High-Protein Creamy Philly Cheesesteak Mac & Cheese Recipe
If you are craving a meal that’s hearty, rich, and packed with protein, you have to try this High-Protein Creamy Philly Cheesesteak Mac & Cheese. This dish brilliantly combines the indulgent creaminess of traditional mac and cheese with the savory, satisfying flavors of a classic Philly cheesesteak. It’s the perfect comfort food that fuels your body and delights your taste buds all at once. Whether you’re making dinner for a busy weeknight or just want to treat yourself to something special, this recipe is a guaranteed crowd-pleaser that delivers on taste and nutrition.

Ingredients You’ll Need
Gathering the right ingredients is key to nailing the balance of comfort and protein in this High-Protein Creamy Philly Cheesesteak Mac & Cheese. Each item brings something unique to the table—from fresh vegetables adding color and crunch, to cheeses that create that irresistibly creamy texture. Let’s dive into these simple but essential building blocks.
- 800g lean ground beef: Provides a rich and savory foundation while keeping the protein content high and the fat moderate.
- 20g butter (or olive oil): Adds a luscious start for sautéing the veggies, enhancing flavor and richness.
- 1 tbsp minced garlic: Brings an aromatic depth that awakens the senses as it cooks.
- 100g chopped white onion: Contributes sweetness and texture, perfectly balancing the beef’s savory notes.
- 75g each red, green & yellow bell peppers: Infuse vibrant colors and subtle sweetness for a fresh, crunchy bite.
- Salt, pepper, paprika & chili flakes (to taste): These seasonings elevate the dish with warmth, spice, and a little kick.
- 140g light cream cheese: The secret to creamy indulgence without weighing down the dish.
- 50g shredded mozzarella: Melts beautifully, creating strings of cheesy goodness in every forkful.
- 3–4 light cheese slices: Your go-to melting cheese rounds out the silky sauce.
- 125ml reserved pasta water: Helps bind the sauce smoothly to the pasta while adjusting creaminess.
- 240g dry macaroni: Whole wheat or chickpea pasta works perfectly to boost protein and add nutty flavor.
- Fresh parsley for garnish: A sprinkle of freshness to brighten every bite and make it look as good as it tastes.
How to Make High-Protein Creamy Philly Cheesesteak Mac & Cheese
Step 1: Cook the Pasta
Start by boiling your dry macaroni in salted water until just al dente.

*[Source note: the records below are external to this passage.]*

use crate::github::RepoId;
use crate::HarvestError;
use serde::{Deserialize, Serialize};
use std::collections::BTreeSet;
use std::path::Path;

/// Durable record of crawl progress
///
/// This is the only persisted entity of the crawl engine. It is mutated exclusively by
/// the crawler while a run is active and serialized at every checkpoint so an interrupted
/// or rate-limited run can resume at the exact strategy and page where it stopped.
#[derive(Debug, Clone, PartialEq, Eq, Serialize, Deserialize)]
#[serde(default)]
pub struct CrawlState {
    /// Pointer into the query catalog
    pub query_index: usize,

    /// Current page within the active strategy (1-based)
    pub page: u32,

    /// Artifacts counted so far, fresh or served from the disk cache
    pub total_fetched: u64,

    /// Every repository observed as a search hit during this state's lifetime
    pub seen_repos: BTreeSet<RepoId>,

    /// Repositories whose content could not be retrieved
    pub failed_repos: BTreeSet<RepoId>,

    /// Strategies confirmed to have no further results, in completion order
    pub completed_queries: Vec<String>,
}

impl Default for CrawlState {
    fn default() -> Self {
        Self {
            query_index: 0,
            page: 1,
            total_fetched: 0,
            seen_repos: BTreeSet::new(),
            failed_repos: BTreeSet::new(),
            completed_queries: Vec::new(),
        }
    }
}

impl CrawlState {
    /// Creates an empty state for a fresh crawl
    pub fn new() -> Self {
        Self::default()
    }

    /// Loads a state file, or returns a fresh state when the file does not exist
    ///
    /// # Arguments
    ///
    /// * `path` - Path to the JSON state file
    ///
    /// # Returns
    ///
    /// * `Ok(CrawlState)` - The persisted state, or an empty one
    /// * `Err(HarvestError::State)` - The file exists but is not a valid state
    pub fn load(path: &Path) -> Result<Self, HarvestError> {
        if !path.exists() {
            return Ok(Self::new());
        }

        let content = std::fs::read_to_string(path)?;
        Self::from_json(&content).map_err(|message| HarvestError::State {
            path: path.display().to_string(),
            message,
        })
    }

    /// Writes the state as pretty-printed JSON
    ///
    /// The file is written to a sibling temp file first and renamed into place, so a
    /// crash mid-write never leaves a truncated state behind.
    pub fn save(&self, path: &Path) -> Result<(), HarvestError> {
        let json = self.to_json().map_err(|message| HarvestError::State {
            path: path.display().to_string(),
            message,
        })?;

        if let Some(parent) = path.parent().filter(|p| !p.as_os_str().is_empty()) {
            std::fs::create_dir_all(parent)?;
        }

        let mut tmp = path.as_os_str().to_owned();
        tmp.push(".tmp");
        std::fs::write(&tmp, json)?;
        std::fs::rename(&tmp, path)?;
        Ok(())
    }

    pub fn to_json(&self) -> Result<String, String> {
        serde_json::to_string_pretty(self).map_err(|e| e.to_string())
    }

    pub fn from_json(content: &str) -> Result<Self, String> {
        let state: Self = serde_json::from_str(content).map_err(|e| e.to_string())?;
        if state.page < 1 {
            return Err("page must be >= 1".to_string());
        }
        Ok(state)
    }

    /// Restarts the catalog while keeping every ledger of seen and failed repositories
    pub fn reset_queries(&mut self) {
        self.query_index = 0;
        self.page = 1;
        self.completed_queries.clear();
    }

    /// Marks the active strategy as exhausted and moves to the next one
    ///
    /// A strategy already present in the ledger is not appended again.
    pub fn complete_query(&mut self, query: &str) {
        if !self.is_completed(query) {
            self.completed_queries.push(query.to_string());
        }
        self.advance_query();
    }

    /// Moves to the next strategy without recording a completion
    pub fn advance_query(&mut self) {
        self.query_index += 1;
        self.page = 1;
    }

    pub fn is_completed(&self, query: &str) -> bool {
        self.completed_queries.iter().any(|q| q == query)
    }

    pub fn has_seen(&self, repo: &RepoId) -> bool {
        self.seen_repos.contains(repo)
    }

    /// Adds repositories already present in the artifact store to the dedup ledger
    ///
    /// Returns how many were not already known.
    pub fn seed_seen(&mut self, repos: impl IntoIterator<Item = RepoId>) -> usize {
        let before = self.seen_repos.len();
        self.seen_repos.extend(repos);
        self.seen_repos.len() - before
    }
}
//! Query strategy catalog
//!
//! Code search serves at most 1000 results per query, so coverage comes from many
//! overlapping strategies that partition the result space by path, star count, creation
//! date, push date, language and topic. Later, narrower strategies are expected to
//! rediscover repositories found by earlier ones; deduplication happens in the crawler.

const BUILTIN_QUERIES: &[&str] = &[
    // Path variations
    "filename:init.lua path:.config/nvim",
    "filename:init.lua path:nvim",
    "filename:init.lua path:dotfiles",
    "filename:init.lua path:config",
    // Star ranges, most popular first
    "filename:init.lua stars:>1000",
    "filename:init.lua stars:500..1000",
    "filename:init.lua stars:200..500",
    "filename:init.lua stars:100..200",
    "filename:init.lua stars:50..100",
    "filename:init.lua stars:20..50",
    "filename:init.lua stars:10..20",
    "filename:init.lua stars:5..10",
    "filename:init.lua stars:1..5",
    "filename:init.lua stars:0",
    // Creation year
    "filename:init.lua created:2024-01-01..2024-12-31",
    "filename:init.lua created:2023-01-01..2023-12-31",
    "filename:init.lua created:2022-01-01..2022-12-31",
    "filename:init.lua created:2021-01-01..2021-12-31",
    "filename:init.lua created:2020-01-01..2020-12-31",
    "filename:init.lua created:2019-01-01..2019-12-31",
    "filename:init.lua created:2018-01-01..2018-12-31",
    "filename:init.lua created:2017-01-01..2017-12-31",
    "filename:init.lua created:<2017-01-01",
    // Recent activity
    "filename:init.lua pushed:>2024-06-01",
    "filename:init.lua pushed:2024-01-01..2024-06-01",
    "filename:init.lua pushed:2023-06-01..2024-01-01",
    "filename:init.lua pushed:2023-01-01..2023-06-01",
    // Lua language filter
    "language:lua filename:init.lua",
    "language:lua filename:init.lua stars:>100",
    "language:lua filename:init.lua stars:10..100",
    "language:lua filename:init.lua stars:1..10",
    "language:lua filename:init.lua stars:0",
    "language:lua filename:init.lua created:2024-01-01..2024-12-31",
    "language:lua filename:init.lua created:2023-01-01..2023-12-31",
    "language:lua filename:init.lua created:2022-01-01..2022-12-31",
    "language:lua filename:init.lua created:2021-01-01..2021-12-31",
    "language:lua filename:init.lua created:<2021-01-01",
    "language:lua filename:init.lua pushed:>2024-01-01",
    "language:lua filename:init.lua pushed:2023-01-01..2024-01-01",
    "language:lua filename:init.lua pushed:<2023-01-01",
    // Topic: neovim
    "filename:init.lua topic:neovim",
    "filename:init.lua topic:neovim stars:>100",
    "filename:init.lua topic:neovim stars:10..100",
    "filename:init.lua topic:neovim stars:1..10",
    "filename:init.lua topic:neovim stars:0",
    "filename:init.lua topic:neovim created:>2023-01-01",
    "filename:init.lua topic:neovim created:<2023-01-01",
    // Topic: dotfiles
    "filename:init.lua topic:dotfiles",
    "filename:init.lua topic:dotfiles stars:>50",
    "filename:init.lua topic:dotfiles stars:10..50",
    "filename:init.lua topic:dotfiles stars:1..10",
    "filename:init.lua topic:dotfiles stars:0",
    "filename:init.lua topic:dotfiles created:>2023-01-01",
    "filename:init.lua topic:dotfiles created:<2023-01-01",
    // Related topics
    "filename:init.lua topic:vim",
    "filename:init.lua topic:nvim",
    "filename:init.lua topic:lua",
    "filename:init.lua topic:config",
    "filename:init.lua topic:configuration",
    // Language and topic combined
    "language:lua topic:neovim",
    "language:lua topic:nvim",
    "language:lua topic:dotfiles",
    "language:lua topic:vim",
    // More path variations
    "filename:init.lua path:lua",
    "filename:init.lua path:neovim",
    "filename:init.lua path:.nvim",
    "filename:init.lua path:vim",
];

/// Immutable ordered list of search strategies
///
/// Order only determines iteration and resumption granularity.
#[derive(Debug, Clone, PartialEq, Eq)]
pub struct QueryCatalog {
    queries: Vec<String>,
}

impl QueryCatalog {
    pub fn new(queries: Vec<String>) -> Self {
        Self { queries }
    }

    /// The default catalog of Neovim `init.lua` strategies
    pub fn builtin() -> Self {
        Self::new(BUILTIN_QUERIES.iter().map(|q| q.to_string()).collect())
    }

    /// Uses `queries` when configured, the built-in catalog otherwise
    pub fn from_config(queries: Option<&[String]>) -> Self {
        match queries {
            Some(queries) => Self::new(queries.to_vec()),
            None => Self::builtin(),
        }
    }

    pub fn get(&self, index: usize) -> Option<&str> {
        self.queries.get(index).map(String::as_str)
    }

    pub fn len(&self) -> usize {
        self.queries.len()
    }

    pub fn is_empty(&self) -> bool {
        self.queries.is_empty()
    }

    pub fn iter(&self) -> impl Iterator<Item = &str> {
        self.queries.iter().map(String::as_str)
    }
}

This ensures it’s tender but still has a bite that holds up beautifully under the creamy sauce. Don’t forget to reserve about 125ml of the pasta water before draining — this liquid gold will help you create a luscious cheese sauce that clings perfectly to every noodle.
Step 2: Sauté the Veggies
In a spacious skillet, melt the butter over medium heat before tossing in your garlic, chopped onion, and the colorful bell peppers. Sautéing these for 4 to 5 minutes softens them enough to release their sweet flavors while keeping a slight crunch, adding wonderful texture and vibrancy to the dish. This veggie base is crucial for capturing that authentic Philly cheesesteak vibe.
Step 3: Add the Beef
Now it’s time for the star protein. Crumble in the lean ground beef and cook thoroughly for about 5 to 7 minutes, breaking it apart with your spatula for even cooking. If there’s excess fat, feel free to drain it to keep things lighter. Season the beef mixture generously with salt, pepper, paprika, and chili flakes to infuse that iconic Philly cheesesteak kick.
Step 4: Make it Creamy
Turn the heat down to low and stir in the cream cheese, shredded mozzarella, and cheese slices. Watch as they melt together into a smooth, silky sauce that coats everything with rich, cheesy goodness. This step transforms the hearty beef and vibrant vegetables into the soul of the High-Protein Creamy Philly Cheesesteak Mac & Cheese.
Step 5: Bring it Together
Add your cooked macaroni to the skillet along with the reserved pasta water. Stir patiently until every noodle is enveloped in that luscious sauce. The pasta water helps adjust the sauce’s consistency, making sure it’s perfectly creamy but not too thick. Taste and tweak your seasoning if needed, then get ready to dig into comfort food at its finest.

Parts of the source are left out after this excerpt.